= WORK ITEM =
All lines containing the string "runtime" must be copied from the entries.

DATA TO EXAMINE below:

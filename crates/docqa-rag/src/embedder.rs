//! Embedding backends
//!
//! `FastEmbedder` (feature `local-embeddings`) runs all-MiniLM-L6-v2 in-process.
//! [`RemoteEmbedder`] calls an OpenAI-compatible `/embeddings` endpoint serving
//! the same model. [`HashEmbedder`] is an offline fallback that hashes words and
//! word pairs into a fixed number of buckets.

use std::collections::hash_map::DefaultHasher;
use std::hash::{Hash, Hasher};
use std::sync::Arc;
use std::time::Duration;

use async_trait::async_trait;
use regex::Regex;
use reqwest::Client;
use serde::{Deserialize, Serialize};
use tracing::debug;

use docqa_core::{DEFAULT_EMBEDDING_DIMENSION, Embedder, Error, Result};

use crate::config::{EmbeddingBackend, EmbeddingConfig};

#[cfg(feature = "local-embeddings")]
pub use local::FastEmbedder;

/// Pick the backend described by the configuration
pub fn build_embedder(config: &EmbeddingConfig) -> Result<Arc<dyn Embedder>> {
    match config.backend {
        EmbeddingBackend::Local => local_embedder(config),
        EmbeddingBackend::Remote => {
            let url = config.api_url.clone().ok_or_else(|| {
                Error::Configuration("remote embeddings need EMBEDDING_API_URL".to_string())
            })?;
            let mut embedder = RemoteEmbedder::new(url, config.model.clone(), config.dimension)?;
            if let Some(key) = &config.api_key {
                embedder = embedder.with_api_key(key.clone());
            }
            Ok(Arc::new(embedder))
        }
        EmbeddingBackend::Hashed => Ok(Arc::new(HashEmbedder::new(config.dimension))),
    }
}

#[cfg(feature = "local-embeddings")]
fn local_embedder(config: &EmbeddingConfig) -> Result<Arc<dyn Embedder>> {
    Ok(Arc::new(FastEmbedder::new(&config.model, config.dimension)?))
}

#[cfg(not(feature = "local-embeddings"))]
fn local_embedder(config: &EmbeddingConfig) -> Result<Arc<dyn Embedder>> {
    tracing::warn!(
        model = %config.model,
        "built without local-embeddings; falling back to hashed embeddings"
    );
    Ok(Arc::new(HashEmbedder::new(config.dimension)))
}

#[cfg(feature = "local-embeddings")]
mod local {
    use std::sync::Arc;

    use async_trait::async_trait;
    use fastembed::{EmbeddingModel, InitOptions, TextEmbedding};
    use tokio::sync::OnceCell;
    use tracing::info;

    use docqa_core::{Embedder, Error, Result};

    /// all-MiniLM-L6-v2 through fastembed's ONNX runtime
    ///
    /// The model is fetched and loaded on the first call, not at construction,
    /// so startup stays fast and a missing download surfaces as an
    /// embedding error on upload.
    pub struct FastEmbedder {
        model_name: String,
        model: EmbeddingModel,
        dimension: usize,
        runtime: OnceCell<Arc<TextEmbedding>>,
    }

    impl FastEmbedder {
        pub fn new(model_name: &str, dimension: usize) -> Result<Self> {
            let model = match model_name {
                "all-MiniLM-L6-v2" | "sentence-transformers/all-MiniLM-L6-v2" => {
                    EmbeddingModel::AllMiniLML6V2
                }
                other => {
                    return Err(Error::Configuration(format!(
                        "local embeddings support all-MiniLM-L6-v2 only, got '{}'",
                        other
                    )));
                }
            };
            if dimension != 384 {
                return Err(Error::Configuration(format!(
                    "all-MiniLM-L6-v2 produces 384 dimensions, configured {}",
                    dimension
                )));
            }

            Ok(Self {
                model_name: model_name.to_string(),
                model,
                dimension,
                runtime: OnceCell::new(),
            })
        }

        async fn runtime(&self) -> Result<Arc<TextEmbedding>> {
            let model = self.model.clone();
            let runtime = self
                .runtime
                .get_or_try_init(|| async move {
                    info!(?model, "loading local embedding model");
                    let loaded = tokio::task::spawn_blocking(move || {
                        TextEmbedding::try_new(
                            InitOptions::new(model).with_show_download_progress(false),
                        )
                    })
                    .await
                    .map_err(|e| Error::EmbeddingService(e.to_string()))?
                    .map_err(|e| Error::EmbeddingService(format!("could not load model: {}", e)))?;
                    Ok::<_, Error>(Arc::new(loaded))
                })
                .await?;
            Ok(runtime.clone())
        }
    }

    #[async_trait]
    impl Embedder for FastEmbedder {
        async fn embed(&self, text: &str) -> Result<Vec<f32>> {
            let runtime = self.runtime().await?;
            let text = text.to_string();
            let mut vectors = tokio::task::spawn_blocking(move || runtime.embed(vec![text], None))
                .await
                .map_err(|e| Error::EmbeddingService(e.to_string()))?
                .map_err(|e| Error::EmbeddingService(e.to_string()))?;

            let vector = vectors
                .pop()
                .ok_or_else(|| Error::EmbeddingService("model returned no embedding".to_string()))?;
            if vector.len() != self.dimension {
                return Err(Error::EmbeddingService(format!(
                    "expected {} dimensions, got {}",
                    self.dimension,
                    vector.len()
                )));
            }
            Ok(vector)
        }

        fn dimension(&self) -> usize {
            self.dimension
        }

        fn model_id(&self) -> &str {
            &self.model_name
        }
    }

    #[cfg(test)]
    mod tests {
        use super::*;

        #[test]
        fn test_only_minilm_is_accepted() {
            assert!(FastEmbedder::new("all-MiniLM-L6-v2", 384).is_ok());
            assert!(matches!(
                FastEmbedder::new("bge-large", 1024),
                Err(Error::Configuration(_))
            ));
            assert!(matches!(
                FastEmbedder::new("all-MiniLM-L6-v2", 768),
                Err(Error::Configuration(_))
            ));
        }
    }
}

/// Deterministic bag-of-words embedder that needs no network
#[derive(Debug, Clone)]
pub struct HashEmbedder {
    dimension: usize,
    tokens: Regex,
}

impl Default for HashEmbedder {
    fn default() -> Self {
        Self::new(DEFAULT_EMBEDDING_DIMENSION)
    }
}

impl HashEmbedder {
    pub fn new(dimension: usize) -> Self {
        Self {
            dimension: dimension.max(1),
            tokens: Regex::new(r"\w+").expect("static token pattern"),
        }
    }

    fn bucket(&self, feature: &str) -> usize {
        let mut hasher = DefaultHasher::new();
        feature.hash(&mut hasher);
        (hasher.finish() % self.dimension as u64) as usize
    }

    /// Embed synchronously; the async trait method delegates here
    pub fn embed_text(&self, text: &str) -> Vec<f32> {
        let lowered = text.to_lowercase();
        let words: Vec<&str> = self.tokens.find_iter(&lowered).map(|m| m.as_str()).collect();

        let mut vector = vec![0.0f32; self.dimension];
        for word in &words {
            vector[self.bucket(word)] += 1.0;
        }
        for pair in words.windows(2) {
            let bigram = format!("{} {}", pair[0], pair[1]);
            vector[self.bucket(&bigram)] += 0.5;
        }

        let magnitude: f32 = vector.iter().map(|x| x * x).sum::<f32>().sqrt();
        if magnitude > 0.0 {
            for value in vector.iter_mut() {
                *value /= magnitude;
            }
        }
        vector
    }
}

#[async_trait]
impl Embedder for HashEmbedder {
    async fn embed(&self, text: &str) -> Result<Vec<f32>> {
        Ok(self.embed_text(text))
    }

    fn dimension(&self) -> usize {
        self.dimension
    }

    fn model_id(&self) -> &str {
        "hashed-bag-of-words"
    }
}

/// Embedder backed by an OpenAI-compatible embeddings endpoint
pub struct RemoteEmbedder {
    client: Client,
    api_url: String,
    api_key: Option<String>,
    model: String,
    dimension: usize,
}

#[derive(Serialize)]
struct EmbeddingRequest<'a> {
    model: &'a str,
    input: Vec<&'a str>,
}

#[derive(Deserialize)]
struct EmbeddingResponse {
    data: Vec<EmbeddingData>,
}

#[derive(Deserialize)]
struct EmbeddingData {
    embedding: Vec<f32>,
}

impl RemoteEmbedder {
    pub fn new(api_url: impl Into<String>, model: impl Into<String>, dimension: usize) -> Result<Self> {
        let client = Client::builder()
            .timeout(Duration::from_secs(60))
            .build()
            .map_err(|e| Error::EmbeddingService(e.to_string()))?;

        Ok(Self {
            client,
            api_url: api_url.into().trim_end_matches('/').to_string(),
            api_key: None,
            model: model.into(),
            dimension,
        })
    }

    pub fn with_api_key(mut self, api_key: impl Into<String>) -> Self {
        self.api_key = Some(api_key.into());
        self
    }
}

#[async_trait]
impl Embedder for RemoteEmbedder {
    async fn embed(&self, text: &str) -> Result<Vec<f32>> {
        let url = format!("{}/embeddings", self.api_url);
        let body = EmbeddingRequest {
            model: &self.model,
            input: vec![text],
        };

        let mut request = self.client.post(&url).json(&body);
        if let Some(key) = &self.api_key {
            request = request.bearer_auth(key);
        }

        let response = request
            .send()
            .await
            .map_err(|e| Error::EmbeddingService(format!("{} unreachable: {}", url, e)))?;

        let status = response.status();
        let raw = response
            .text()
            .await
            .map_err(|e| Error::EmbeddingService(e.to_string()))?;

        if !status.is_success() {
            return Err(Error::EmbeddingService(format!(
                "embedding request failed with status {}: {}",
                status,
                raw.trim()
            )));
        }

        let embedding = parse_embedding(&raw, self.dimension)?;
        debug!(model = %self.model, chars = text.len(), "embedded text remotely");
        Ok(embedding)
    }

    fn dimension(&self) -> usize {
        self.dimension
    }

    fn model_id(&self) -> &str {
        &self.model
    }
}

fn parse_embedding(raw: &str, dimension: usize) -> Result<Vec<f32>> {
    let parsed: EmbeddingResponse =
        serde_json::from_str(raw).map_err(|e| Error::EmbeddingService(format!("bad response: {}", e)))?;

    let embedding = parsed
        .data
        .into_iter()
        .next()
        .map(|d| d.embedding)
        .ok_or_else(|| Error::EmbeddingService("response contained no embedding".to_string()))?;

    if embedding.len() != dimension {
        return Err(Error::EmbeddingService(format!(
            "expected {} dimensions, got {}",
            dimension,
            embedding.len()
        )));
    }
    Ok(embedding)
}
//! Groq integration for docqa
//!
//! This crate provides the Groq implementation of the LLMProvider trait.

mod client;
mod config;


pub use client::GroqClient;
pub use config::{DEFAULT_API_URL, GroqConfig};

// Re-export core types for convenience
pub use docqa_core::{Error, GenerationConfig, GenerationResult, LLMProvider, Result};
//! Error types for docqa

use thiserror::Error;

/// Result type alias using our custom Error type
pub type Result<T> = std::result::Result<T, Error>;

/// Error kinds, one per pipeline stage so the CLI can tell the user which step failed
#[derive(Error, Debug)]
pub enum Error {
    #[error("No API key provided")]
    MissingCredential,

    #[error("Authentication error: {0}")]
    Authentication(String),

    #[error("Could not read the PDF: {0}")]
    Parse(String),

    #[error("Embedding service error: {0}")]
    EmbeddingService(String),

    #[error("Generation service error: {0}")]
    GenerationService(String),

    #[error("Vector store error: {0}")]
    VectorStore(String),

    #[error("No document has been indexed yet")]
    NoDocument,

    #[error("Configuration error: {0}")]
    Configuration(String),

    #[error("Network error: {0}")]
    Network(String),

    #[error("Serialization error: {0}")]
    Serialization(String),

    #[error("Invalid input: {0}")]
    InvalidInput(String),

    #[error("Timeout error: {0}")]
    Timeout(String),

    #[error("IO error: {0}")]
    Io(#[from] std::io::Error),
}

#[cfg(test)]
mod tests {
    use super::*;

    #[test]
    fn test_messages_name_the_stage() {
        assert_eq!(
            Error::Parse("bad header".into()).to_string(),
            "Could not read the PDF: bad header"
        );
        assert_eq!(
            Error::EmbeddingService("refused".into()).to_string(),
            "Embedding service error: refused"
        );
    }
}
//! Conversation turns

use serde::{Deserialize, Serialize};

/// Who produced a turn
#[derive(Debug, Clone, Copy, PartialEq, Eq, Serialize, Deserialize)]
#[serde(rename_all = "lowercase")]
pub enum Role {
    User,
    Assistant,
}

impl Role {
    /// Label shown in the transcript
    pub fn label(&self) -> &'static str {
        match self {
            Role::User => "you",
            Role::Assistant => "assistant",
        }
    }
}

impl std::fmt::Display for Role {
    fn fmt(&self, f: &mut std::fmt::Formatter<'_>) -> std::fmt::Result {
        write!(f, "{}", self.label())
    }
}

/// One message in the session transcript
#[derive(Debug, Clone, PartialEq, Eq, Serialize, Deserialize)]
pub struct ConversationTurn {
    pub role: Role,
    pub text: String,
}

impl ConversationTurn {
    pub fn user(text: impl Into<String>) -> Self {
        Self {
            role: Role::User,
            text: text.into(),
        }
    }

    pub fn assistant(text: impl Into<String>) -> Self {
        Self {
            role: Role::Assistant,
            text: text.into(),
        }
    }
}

End of DATA TO EXAMINE.

= TASK SOLUTION =
    /// all-MiniLM-L6-v2 through fastembed's ONNX runtime
        runtime: OnceCell<Arc<TextEmbedding>>,
                runtime: OnceCell::new(),
        async fn runtime(&self) -> Result<Arc<TextEmbedding>> {
            let runtime = self
                .runtime
            Ok(runtime.clone())
            let runtime = self.runtime().await?;
            let mut vectors = tokio::task::spawn_blocking(move || runtime.embed(vec![text], None))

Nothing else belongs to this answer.